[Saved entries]
|---|

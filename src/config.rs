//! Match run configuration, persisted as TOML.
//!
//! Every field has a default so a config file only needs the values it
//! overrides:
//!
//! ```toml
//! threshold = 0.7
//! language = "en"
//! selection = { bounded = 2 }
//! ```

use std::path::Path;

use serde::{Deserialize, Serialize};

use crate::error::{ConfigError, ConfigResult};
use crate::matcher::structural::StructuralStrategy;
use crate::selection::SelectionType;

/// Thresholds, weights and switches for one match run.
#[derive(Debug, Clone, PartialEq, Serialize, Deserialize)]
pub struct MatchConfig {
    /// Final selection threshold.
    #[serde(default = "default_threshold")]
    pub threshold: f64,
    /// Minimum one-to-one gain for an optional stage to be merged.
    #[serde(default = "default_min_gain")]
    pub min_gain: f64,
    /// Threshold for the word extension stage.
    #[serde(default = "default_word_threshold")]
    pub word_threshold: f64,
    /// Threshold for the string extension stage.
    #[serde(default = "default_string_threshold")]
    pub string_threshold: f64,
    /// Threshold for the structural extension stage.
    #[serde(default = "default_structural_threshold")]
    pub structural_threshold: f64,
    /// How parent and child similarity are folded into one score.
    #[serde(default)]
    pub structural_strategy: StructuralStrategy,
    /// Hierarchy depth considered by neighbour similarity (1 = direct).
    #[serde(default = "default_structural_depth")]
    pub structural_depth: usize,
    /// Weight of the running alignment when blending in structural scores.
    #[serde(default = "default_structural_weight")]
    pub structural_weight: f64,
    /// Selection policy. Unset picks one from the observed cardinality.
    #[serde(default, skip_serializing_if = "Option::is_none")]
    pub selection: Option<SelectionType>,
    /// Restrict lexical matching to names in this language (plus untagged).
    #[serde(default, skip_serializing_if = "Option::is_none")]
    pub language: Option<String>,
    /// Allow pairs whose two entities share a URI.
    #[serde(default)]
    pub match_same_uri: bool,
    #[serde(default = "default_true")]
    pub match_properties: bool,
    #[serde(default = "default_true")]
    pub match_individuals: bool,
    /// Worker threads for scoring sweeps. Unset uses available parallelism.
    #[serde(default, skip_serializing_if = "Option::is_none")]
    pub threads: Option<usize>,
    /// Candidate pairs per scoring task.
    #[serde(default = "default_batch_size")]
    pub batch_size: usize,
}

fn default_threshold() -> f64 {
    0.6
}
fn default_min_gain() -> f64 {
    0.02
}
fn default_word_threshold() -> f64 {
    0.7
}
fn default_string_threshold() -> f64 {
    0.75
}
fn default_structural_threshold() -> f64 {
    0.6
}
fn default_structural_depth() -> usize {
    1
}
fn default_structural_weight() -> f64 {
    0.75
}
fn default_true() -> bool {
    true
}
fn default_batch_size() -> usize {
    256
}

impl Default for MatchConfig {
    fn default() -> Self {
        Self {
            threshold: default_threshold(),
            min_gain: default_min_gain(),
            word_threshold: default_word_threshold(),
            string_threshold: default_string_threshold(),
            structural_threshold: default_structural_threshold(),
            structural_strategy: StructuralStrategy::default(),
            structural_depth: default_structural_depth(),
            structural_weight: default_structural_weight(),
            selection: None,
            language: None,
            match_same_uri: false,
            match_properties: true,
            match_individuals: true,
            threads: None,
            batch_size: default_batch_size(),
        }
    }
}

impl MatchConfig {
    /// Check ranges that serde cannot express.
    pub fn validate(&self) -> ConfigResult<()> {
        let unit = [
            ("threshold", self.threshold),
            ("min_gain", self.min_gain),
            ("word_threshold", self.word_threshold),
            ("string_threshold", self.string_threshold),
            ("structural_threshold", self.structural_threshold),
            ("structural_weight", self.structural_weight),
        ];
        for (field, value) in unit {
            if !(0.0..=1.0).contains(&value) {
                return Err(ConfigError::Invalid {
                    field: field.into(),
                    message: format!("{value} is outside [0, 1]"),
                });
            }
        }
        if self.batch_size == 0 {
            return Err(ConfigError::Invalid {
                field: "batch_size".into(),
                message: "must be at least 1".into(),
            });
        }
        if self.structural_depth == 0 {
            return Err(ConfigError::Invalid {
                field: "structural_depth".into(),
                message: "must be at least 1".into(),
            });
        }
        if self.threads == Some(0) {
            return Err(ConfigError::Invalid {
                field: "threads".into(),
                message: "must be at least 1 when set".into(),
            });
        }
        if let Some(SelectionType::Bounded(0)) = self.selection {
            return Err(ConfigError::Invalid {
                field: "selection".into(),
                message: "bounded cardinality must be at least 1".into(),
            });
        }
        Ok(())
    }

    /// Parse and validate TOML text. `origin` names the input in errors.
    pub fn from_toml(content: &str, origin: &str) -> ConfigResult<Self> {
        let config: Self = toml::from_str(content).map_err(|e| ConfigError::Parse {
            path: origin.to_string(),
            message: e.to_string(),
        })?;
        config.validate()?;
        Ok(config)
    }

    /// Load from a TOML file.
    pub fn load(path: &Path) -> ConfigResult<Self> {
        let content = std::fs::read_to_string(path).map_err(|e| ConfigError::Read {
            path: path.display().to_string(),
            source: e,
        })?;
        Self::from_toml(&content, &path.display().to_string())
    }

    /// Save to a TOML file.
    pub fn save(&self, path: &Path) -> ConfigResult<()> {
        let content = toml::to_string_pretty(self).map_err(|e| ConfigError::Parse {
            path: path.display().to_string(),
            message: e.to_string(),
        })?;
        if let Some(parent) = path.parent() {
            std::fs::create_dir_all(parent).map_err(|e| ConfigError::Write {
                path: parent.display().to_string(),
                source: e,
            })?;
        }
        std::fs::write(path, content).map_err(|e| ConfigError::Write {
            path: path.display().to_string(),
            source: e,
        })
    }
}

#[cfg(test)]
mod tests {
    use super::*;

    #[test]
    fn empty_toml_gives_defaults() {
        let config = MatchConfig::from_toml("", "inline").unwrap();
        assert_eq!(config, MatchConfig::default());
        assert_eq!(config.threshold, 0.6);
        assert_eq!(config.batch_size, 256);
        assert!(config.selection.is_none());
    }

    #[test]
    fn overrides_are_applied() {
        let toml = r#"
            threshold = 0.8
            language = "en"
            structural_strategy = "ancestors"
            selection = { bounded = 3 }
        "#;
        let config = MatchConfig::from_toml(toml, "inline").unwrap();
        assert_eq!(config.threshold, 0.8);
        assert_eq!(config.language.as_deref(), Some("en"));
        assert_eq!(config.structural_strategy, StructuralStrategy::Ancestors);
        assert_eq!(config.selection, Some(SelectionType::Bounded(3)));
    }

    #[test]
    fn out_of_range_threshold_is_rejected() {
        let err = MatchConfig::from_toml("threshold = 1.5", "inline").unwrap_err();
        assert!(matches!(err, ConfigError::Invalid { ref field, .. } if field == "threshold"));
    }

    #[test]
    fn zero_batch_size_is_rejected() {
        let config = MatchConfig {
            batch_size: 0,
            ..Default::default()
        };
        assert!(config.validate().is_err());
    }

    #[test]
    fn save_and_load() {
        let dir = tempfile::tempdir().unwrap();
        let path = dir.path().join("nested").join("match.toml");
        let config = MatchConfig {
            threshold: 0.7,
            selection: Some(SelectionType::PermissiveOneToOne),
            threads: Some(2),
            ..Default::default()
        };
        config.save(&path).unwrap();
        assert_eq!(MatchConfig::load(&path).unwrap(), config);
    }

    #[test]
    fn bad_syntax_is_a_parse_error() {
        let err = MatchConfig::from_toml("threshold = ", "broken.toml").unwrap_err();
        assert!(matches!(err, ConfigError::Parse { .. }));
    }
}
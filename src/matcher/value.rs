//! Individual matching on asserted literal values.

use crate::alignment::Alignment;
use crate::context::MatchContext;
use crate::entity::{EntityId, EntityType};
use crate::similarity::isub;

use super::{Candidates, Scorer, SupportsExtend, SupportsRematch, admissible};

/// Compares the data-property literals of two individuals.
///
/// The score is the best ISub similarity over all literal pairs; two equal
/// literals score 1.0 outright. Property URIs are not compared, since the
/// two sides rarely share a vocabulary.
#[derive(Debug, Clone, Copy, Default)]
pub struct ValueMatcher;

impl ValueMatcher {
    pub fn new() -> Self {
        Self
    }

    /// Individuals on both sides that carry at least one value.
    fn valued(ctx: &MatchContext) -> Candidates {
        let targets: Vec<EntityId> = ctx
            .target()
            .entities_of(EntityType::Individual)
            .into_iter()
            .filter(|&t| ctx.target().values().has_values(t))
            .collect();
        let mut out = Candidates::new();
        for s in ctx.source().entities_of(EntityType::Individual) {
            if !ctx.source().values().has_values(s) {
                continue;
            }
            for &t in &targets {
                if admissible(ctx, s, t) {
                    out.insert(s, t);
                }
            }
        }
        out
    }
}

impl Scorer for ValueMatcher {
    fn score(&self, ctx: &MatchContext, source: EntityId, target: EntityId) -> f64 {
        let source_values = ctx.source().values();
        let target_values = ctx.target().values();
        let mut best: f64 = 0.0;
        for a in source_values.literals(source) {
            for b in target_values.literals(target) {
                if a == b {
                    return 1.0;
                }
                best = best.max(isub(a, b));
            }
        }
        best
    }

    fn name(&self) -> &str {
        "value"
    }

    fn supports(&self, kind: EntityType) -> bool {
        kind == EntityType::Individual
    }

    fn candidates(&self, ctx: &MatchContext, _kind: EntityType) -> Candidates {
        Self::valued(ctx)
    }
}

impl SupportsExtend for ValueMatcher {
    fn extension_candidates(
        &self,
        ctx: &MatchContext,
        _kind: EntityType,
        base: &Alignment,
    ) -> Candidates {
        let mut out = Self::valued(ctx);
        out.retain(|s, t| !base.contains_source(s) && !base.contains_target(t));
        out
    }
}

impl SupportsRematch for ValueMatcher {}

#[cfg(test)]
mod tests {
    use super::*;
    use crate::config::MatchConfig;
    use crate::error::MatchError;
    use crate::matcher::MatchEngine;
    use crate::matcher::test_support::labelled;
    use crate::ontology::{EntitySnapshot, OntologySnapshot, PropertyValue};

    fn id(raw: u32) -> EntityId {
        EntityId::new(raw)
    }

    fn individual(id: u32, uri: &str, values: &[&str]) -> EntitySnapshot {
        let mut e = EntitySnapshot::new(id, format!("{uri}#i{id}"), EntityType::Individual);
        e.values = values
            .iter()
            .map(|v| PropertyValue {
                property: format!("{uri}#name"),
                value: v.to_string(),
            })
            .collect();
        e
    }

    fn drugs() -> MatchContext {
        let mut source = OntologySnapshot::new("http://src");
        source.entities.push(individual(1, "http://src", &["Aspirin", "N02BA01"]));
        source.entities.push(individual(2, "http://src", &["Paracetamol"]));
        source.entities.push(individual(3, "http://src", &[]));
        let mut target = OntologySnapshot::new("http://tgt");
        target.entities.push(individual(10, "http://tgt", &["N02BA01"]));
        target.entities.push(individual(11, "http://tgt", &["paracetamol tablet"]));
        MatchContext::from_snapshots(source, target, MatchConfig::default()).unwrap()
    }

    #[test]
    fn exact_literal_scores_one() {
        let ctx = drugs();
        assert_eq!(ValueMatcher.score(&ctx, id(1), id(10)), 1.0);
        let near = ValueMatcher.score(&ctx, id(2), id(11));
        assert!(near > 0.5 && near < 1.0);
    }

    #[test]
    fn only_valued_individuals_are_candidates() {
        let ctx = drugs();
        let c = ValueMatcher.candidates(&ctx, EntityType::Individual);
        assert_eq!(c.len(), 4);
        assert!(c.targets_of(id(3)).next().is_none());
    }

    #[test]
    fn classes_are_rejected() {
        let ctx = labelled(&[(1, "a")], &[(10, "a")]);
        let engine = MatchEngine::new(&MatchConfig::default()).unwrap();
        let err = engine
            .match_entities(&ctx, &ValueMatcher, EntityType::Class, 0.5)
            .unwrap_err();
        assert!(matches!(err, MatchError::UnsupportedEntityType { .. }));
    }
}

|---|

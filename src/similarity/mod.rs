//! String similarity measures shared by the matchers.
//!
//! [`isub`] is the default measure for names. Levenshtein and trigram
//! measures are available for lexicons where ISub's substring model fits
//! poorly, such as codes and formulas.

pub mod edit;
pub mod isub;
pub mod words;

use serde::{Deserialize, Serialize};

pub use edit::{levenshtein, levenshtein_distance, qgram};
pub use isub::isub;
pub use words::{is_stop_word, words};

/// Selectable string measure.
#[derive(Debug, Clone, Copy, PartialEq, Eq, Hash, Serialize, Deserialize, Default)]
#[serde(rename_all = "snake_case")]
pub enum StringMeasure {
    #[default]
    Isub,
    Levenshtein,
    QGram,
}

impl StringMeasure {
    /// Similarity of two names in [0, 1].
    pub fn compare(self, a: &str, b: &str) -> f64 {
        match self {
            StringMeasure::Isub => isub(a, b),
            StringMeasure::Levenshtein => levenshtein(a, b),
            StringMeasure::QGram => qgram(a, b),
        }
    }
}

|---|

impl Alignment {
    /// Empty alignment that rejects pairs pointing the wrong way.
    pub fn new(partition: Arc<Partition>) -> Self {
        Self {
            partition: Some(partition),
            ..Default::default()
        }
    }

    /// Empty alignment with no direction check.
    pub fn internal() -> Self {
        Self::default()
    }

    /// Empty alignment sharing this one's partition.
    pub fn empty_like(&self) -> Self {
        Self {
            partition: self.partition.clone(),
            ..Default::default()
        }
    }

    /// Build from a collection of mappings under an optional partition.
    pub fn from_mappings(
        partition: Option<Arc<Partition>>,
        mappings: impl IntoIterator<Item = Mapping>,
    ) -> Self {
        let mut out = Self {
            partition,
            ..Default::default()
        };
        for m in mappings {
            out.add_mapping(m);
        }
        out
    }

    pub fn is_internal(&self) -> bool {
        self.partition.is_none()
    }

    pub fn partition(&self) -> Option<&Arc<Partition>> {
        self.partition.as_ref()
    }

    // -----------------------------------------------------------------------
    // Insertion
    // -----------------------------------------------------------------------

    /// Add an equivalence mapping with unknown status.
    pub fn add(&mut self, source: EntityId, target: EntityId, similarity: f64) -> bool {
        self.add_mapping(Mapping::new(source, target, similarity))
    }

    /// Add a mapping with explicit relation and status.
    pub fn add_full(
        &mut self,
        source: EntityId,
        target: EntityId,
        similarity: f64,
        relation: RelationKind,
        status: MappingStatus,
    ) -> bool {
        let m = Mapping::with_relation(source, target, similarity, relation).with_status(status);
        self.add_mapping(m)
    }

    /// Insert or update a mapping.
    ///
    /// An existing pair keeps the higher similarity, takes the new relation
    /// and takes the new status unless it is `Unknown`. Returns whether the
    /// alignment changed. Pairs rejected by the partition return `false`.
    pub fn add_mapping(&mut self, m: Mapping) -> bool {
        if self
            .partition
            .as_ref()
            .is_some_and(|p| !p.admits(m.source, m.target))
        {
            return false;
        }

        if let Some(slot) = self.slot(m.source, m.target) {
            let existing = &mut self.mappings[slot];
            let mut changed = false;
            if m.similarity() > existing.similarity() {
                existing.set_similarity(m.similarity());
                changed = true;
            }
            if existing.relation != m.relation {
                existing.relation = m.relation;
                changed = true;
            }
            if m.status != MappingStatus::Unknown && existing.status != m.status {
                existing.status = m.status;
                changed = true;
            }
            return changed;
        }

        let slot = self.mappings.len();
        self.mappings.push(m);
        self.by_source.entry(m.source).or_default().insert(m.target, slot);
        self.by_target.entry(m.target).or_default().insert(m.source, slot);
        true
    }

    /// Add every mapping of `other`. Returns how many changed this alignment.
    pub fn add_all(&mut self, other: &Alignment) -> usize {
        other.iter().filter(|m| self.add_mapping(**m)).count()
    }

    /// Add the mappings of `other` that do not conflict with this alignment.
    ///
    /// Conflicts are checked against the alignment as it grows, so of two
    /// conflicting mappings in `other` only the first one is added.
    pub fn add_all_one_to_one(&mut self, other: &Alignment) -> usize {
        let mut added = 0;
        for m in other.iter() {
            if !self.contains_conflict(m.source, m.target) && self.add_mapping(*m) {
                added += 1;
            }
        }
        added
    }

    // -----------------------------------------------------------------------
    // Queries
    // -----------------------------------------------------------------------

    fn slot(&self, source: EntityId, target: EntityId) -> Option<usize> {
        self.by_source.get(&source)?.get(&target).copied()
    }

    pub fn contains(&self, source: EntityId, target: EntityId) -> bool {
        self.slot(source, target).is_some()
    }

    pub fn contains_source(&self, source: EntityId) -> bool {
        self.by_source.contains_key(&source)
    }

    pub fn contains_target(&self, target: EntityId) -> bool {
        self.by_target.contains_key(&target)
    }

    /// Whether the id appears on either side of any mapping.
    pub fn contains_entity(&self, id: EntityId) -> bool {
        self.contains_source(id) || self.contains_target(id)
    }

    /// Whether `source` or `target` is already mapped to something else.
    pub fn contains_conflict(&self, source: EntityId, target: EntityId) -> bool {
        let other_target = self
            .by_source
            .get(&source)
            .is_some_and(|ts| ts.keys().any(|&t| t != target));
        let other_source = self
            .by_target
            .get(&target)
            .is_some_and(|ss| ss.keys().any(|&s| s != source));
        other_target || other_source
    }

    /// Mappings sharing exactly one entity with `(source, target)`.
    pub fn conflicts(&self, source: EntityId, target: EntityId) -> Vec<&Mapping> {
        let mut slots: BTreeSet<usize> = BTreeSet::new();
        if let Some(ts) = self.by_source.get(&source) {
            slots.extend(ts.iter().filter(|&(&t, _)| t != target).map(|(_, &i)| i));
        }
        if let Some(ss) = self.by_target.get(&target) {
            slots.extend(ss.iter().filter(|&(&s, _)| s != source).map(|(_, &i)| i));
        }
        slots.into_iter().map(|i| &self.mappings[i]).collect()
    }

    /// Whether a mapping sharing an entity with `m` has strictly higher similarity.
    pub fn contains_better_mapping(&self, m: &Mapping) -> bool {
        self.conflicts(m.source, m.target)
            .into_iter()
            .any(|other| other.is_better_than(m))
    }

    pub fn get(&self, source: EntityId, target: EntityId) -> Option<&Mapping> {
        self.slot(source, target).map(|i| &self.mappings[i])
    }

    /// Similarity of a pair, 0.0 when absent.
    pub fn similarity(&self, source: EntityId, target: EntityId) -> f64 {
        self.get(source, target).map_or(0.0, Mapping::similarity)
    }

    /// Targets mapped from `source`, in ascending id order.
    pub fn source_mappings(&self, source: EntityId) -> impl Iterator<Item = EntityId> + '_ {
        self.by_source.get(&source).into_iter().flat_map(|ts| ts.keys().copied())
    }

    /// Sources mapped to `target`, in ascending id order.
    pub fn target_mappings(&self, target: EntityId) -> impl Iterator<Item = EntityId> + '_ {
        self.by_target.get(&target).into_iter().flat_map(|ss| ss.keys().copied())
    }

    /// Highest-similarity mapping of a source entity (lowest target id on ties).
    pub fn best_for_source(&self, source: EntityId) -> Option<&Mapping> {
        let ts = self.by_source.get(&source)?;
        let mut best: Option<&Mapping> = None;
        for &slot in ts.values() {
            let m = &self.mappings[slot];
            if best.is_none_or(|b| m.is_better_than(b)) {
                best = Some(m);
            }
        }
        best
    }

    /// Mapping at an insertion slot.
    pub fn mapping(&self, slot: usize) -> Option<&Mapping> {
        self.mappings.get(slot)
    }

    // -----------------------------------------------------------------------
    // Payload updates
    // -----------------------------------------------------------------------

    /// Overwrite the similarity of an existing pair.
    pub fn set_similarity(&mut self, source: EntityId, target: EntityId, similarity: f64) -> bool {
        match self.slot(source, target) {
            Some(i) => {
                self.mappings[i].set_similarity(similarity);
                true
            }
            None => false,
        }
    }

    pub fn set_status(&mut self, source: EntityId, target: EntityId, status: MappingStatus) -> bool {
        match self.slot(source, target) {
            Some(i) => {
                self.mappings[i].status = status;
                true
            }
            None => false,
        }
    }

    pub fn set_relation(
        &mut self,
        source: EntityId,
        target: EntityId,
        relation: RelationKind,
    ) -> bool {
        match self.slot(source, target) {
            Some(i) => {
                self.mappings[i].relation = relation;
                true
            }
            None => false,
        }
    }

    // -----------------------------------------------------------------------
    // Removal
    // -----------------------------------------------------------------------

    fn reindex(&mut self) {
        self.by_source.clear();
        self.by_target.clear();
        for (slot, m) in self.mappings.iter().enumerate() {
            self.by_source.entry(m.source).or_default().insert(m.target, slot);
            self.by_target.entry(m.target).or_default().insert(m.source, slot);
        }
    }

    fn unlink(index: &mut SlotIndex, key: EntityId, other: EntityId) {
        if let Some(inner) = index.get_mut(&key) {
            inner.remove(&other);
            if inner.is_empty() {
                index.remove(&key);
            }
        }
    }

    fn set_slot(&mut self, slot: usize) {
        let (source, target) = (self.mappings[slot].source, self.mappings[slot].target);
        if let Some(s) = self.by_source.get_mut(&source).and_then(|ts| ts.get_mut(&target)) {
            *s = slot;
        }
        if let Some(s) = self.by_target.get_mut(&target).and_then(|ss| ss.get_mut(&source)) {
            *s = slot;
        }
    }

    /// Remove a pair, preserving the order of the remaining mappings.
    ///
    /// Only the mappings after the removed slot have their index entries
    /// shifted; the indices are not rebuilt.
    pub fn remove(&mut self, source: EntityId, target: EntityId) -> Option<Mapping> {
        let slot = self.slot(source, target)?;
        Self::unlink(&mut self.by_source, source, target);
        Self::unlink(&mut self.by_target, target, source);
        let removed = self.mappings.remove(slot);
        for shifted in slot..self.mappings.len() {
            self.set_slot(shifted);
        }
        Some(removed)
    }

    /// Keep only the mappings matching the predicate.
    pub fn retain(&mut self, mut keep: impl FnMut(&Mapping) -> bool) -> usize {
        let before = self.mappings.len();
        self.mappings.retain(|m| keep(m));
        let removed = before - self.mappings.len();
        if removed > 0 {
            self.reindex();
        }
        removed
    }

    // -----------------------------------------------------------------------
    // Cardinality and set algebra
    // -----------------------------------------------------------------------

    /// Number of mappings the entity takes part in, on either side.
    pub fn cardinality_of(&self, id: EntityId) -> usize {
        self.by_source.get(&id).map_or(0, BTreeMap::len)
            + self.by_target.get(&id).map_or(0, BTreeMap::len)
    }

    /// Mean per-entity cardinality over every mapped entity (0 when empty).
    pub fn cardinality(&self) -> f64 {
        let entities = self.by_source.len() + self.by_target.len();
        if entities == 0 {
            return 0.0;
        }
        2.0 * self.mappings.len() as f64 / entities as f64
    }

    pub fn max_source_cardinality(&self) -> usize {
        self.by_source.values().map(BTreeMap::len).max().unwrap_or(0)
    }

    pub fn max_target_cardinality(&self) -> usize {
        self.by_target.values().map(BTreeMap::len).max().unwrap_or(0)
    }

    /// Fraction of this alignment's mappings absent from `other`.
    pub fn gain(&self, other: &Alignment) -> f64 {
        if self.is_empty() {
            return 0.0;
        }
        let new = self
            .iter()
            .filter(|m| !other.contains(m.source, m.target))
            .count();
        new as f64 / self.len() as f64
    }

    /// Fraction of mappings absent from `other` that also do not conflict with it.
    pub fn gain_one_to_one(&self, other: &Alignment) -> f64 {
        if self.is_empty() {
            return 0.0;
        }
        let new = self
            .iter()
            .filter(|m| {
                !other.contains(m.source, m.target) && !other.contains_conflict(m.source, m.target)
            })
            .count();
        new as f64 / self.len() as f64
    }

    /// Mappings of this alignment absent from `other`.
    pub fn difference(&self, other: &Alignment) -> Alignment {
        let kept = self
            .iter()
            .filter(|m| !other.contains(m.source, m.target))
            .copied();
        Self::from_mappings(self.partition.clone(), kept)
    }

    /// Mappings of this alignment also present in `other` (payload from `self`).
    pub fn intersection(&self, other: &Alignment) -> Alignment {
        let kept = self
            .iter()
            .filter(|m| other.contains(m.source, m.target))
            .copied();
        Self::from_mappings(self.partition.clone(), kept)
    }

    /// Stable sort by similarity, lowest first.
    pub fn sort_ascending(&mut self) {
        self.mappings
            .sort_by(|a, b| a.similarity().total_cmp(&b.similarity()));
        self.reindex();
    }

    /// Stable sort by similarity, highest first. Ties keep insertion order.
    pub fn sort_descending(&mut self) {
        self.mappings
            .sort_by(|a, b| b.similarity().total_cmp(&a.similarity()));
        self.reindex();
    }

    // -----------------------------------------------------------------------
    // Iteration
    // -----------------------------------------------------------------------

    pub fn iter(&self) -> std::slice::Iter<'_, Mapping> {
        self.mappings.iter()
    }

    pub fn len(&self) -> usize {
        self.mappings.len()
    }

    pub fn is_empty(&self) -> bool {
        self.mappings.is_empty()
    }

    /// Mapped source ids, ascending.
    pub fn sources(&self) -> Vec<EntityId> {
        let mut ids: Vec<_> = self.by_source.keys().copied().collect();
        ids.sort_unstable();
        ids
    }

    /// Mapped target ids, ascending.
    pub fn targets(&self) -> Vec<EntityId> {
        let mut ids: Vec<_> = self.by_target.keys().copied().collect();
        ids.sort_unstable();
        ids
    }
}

|---|

_PROBLEM_:
Write out, from the lines above, only those from the line with "fn unlink(index: &mut" to the line with "for shifted in", exactly as given, including the first and the last.

_RESPONSE FOR THIS EXERCISE_:
    fn unlink(index: &mut SlotIndex, key: EntityId, other: EntityId) {
        if let Some(inner) = index.get_mut(&key) {
            inner.remove(&other);
            if inner.is_empty() {
                index.remove(&key);
            }
        }
    }

    fn set_slot(&mut self, slot: usize) {
        let (source, target) = (self.mappings[slot].source, self.mappings[slot].target);
        if let Some(s) = self.by_source.get_mut(&source).and_then(|ts| ts.get_mut(&target)) {
            *s = slot;
        }
        if let Some(s) = self.by_target.get_mut(&target).and_then(|ss| ss.get_mut(&source)) {
            *s = slot;
        }
    }

    /// Remove a pair, preserving the order of the remaining mappings.
    ///
    /// Only the mappings after the removed slot have their index entries
    /// shifted; the indices are not rebuilt.
    pub fn remove(&mut self, source: EntityId, target: EntityId) -> Option<Mapping> {
        let slot = self.slot(source, target)?;
        Self::unlink(&mut self.by_source, source, target);
        Self::unlink(&mut self.by_target, target, source);
        let removed = self.mappings.remove(slot);
        for shifted in slot..self.mappings.len() {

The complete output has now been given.